A partial archive of discourse.wicg.io as of Saturday February 24, 2024.

[Proposal] Use cookies with HTTP auth

SoniEx2
2020-08-25

When doing HTTP auth, just use cookies tbh.

There’s no good reason to keep sending the user’s plaintext password with literally every request. The benefit of HTTP auth is that you can use non-plaintext methods like challenge-response, but we ditched those with the move to TLS. As such there’s literally no benefit to HTTP auth nowadays, other than being unable to save passwords/integrate with password managers. If you can call that a benefit.

and if you’re wondering why I haven’t joined the group (the one on w3.org), blame this.

awwright
2020-08-27

Who is this a proposal for?

Aren’t cookies less secure?

SoniEx2
2020-08-27

what’s less secure: sending a plaintext password on every request to a compromised server, or sending a CSPRNG-generated access token?

awwright
2020-08-27

@SoniEx2 There’s other authentication methods that allows the client to send a value computed from a limited-duration access token and a nonce.
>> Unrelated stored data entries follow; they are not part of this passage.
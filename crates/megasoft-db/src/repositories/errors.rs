//! Mapping from sqlx errors to `RepositoryError`.

use sqlx::error::ErrorKind;

use megasoft_core::RepositoryError;

/// Classify a sqlx error, surfacing constraint violations separately.
pub(crate) fn map_sqlx_error(e: sqlx::Error) -> RepositoryError {
    if let sqlx::Error::Database(ref db_err) = e {
        let is_constraint = match db_err.kind() {
            ErrorKind::CheckViolation
            | ErrorKind::UniqueViolation
            | ErrorKind::ForeignKeyViolation
            | ErrorKind::NotNullViolation => true,
            // SQLite reports every constraint class as "... constraint failed"
            _ => db_err.message().contains("constraint failed"),
        };
        if is_constraint {
            return RepositoryError::Constraint(db_err.message().to_string());
        }
    }
    RepositoryError::Storage(e.to_string())
}
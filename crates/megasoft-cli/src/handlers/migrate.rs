//! Migrate command handler.
//!
//! Applies pending migrations (optionally after a clean) and then prints
//! the resulting migration table.

use megasoft_core::MigrationReport;

use crate::bootstrap::CliContext;
use crate::error::CliError;
use crate::presentation::print_migrations;

/// Execute the migrate command.
pub async fn execute(ctx: &CliContext, clean: bool) -> Result<MigrationReport, CliError> {
    let migrations = ctx.app().migrations();
    let report = migrations.run(clean).await?;

    match report.current_version {
        Some(version) if report.applied.is_empty() => {
            println!("Schema is up to date at version {version}.");
        }
        Some(version) => println!(
            "Applied {} migration(s); schema is now at version {version}.",
            report.applied_count()
        ),
        None => println!("No migrations to apply."),
    }
    println!();

    print_migrations(&migrations.info().await?);
    Ok(report)
}
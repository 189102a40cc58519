//! Composition utilities for building `AppCore` with `SQLite` backends.
//!
//! This module provides factory functions for wiring up the application
//! with `SQLite` adapters. It is focused purely on construction and
//! should not contain any domain logic.

use sqlx::SqlitePool;
use std::sync::Arc;

use megasoft_core::{AppCore, DatabaseConfig, Repos};

use crate::migrator::SqliteMigrator;
use crate::repositories::SqliteClientRepository;

/// Factory for creating port implementations with `SQLite` backends.
///
/// This struct provides composition utilities only, no domain logic.
pub struct CoreFactory;

impl CoreFactory {
    /// Build all `SQLite` adapters from a pool.
    ///
    /// Returns a `Repos` struct from `megasoft-core` containing
    /// trait-object-wrapped implementations.
    pub fn build_repos(pool: SqlitePool, config: &DatabaseConfig) -> Repos {
        Repos::new(
            Arc::new(SqliteClientRepository::new(pool.clone())),
            Arc::new(SqliteMigrator::from_config(pool, config)),
        )
    }

    /// Build a complete `AppCore` instance from a pool.
    ///
    /// ```ignore
    /// let pool = setup_database(&config.database_path).await?;
    /// let core = CoreFactory::build_app_core(pool, &config);
    /// core.migrations().migrate_database().await?;
    /// ```
    pub fn build_app_core(pool: SqlitePool, config: &DatabaseConfig) -> AppCore {
        AppCore::new(Self::build_repos(pool, config))
    }

    /// Create a client repository from a pool.
    pub fn client_repository(pool: SqlitePool) -> Arc<SqliteClientRepository> {
        Arc::new(SqliteClientRepository::new(pool))
    }
}

/// Test database helper for integration tests.
///
/// Provides an in-memory `SQLite` database with all embedded migrations
/// applied.
#[cfg(any(test, feature = "test-utils"))]
pub struct TestDb {
    pool: SqlitePool,
}

#[cfg(any(test, feature = "test-utils"))]
impl TestDb {
    /// Create a new in-memory test database with the full schema.
    pub async fn new() -> anyhow::Result<Self> {
        let pool = crate::setup::setup_test_database().await?;
        Ok(Self { pool })
    }

    /// Get the underlying pool.
    pub fn pool(&self) -> &SqlitePool {
        &self.pool
    }

    /// Create a client repository using this test database.
    pub fn client_repository(&self) -> SqliteClientRepository {
        SqliteClientRepository::new(self.pool.clone())
    }

    /// Create a migrator using this test database.
    pub fn migrator(&self, clean_enabled: bool) -> SqliteMigrator {
        SqliteMigrator::new(
            self.pool.clone(),
            crate::migrator::MigrationSource::Embedded,
            clean_enabled,
        )
    }

    /// Compose an `AppCore` over this test database.
    pub fn app_core(&self, clean_enabled: bool) -> AppCore {
        AppCore::new(Repos::new(
            Arc::new(self.client_repository()),
            Arc::new(self.migrator(clean_enabled)),
        ))
    }
}
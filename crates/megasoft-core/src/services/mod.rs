//! Core services.
//!
//! Services hold port trait objects and contain the business rules.
//! They never see storage types.

mod app_core;
mod client_service;
mod migration_service;

pub use app_core::AppCore;
pub use client_service::ClientService;
pub use migration_service::MigrationService;
//! Main commands enum.

use clap::Subcommand;

use crate::client_commands::ClientCommand;

/// Available commands for the megasoft tool.
#[derive(Subcommand)]
pub enum Commands {
    /// Apply pending schema migrations, then show migration info
    Migrate {
        /// Drop the whole schema first (requires MEGASOFT_CLEAN_ENABLED)
        #[arg(long)]
        clean: bool,
    },

    /// Drop every table, view and trigger, including migration history
    Clean,

    /// Show applied and pending migrations
    Info,

    /// Check applied migrations against the available scripts
    Validate,

    /// Manage clients
    Client {
        #[command(subcommand)]
        command: ClientCommand,
    },

    /// Migrate, then walk through create, read, rename, list and delete
    Demo {
        /// Drop the whole schema first (requires MEGASOFT_CLEAN_ENABLED)
        #[arg(long)]
        clean: bool,
    },

    /// Show the resolved database path and migration source
    Paths,
}
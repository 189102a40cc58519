//! Port definitions (trait abstractions) for external systems.
//!
//! Ports define the interfaces that the core domain expects from infrastructure.
//! They contain no implementation details and use only domain types.
//!
//! # Design Rules
//!
//! - No `sqlx` types in any signature
//! - Repository traits are minimal and CRUD-focused
//! - Migration port speaks in versions and states, not SQL

pub mod client_repository;
pub mod migration;

use std::sync::Arc;
use thiserror::Error;

pub use client_repository::ClientRepository;
pub use migration::{MigrationError, MigrationPort};

/// Container for all port trait objects.
///
/// Adapters build this once at their composition root and hand it to
/// `AppCore`, which keeps core independent of `megasoft-db`.
#[derive(Clone)]
pub struct Repos {
    /// Client repository for CRUD operations on clients.
    pub clients: Arc<dyn ClientRepository>,
    /// Schema migration engine.
    pub migrations: Arc<dyn MigrationPort>,
}

impl Repos {
    /// Create a new Repos container.
    pub fn new(clients: Arc<dyn ClientRepository>, migrations: Arc<dyn MigrationPort>) -> Self {
        Self {
            clients,
            migrations,
        }
    }
}

/// Domain-specific errors for repository operations.
///
/// This error type abstracts away storage implementation details (e.g., sqlx errors)
/// and provides a clean interface for services to handle storage failures.
#[derive(Debug, Error)]
pub enum RepositoryError {
    /// The requested entity was not found.
    #[error("Not found: {0}")]
    NotFound(String),

    /// Storage backend error (database, filesystem, etc.).
    #[error("Storage error: {0}")]
    Storage(String),

    /// A constraint was violated (e.g., check or unique constraint).
    #[error("Constraint violation: {0}")]
    Constraint(String),

    /// A table the repository relies on does not exist.
    #[error("Table '{0}' does not exist")]
    SchemaMissing(String),
}

/// Core error type returned by services.
#[derive(Debug, Error)]
pub enum CoreError {
    /// Repository operation failed.
    #[error(transparent)]
    Repository(#[from] RepositoryError),

    /// Schema migration failed.
    #[error(transparent)]
    Migration(#[from] MigrationError),

    /// Validation error (invalid input).
    #[error("Validation error: {0}")]
    Validation(String),

    /// Configuration error.
    #[error("Configuration error: {0}")]
    Configuration(String),

    /// Internal error (unexpected condition).
    #[error("Internal error: {0}")]
    Internal(String),
}

impl CoreError {
    /// Whether this error means the requested entity does not exist.
    pub const fn is_not_found(&self) -> bool {
        matches!(self, Self::Repository(RepositoryError::NotFound(_)))
    }
}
You can’t do anything like that with cookies.

But, who is this a proposal for?

SoniEx2
2020-08-27

servers and browsers. servers so they set cookies, browsers so they do the password auth once.

collimarco
2021-02-24

You forgot all the REST APIs… It’s still useful for stateless requests.

SoniEx2
2021-02-24

Craft your own cookies. Or just send the whole thing in the request body.

Same level of security as HTTP auth, really.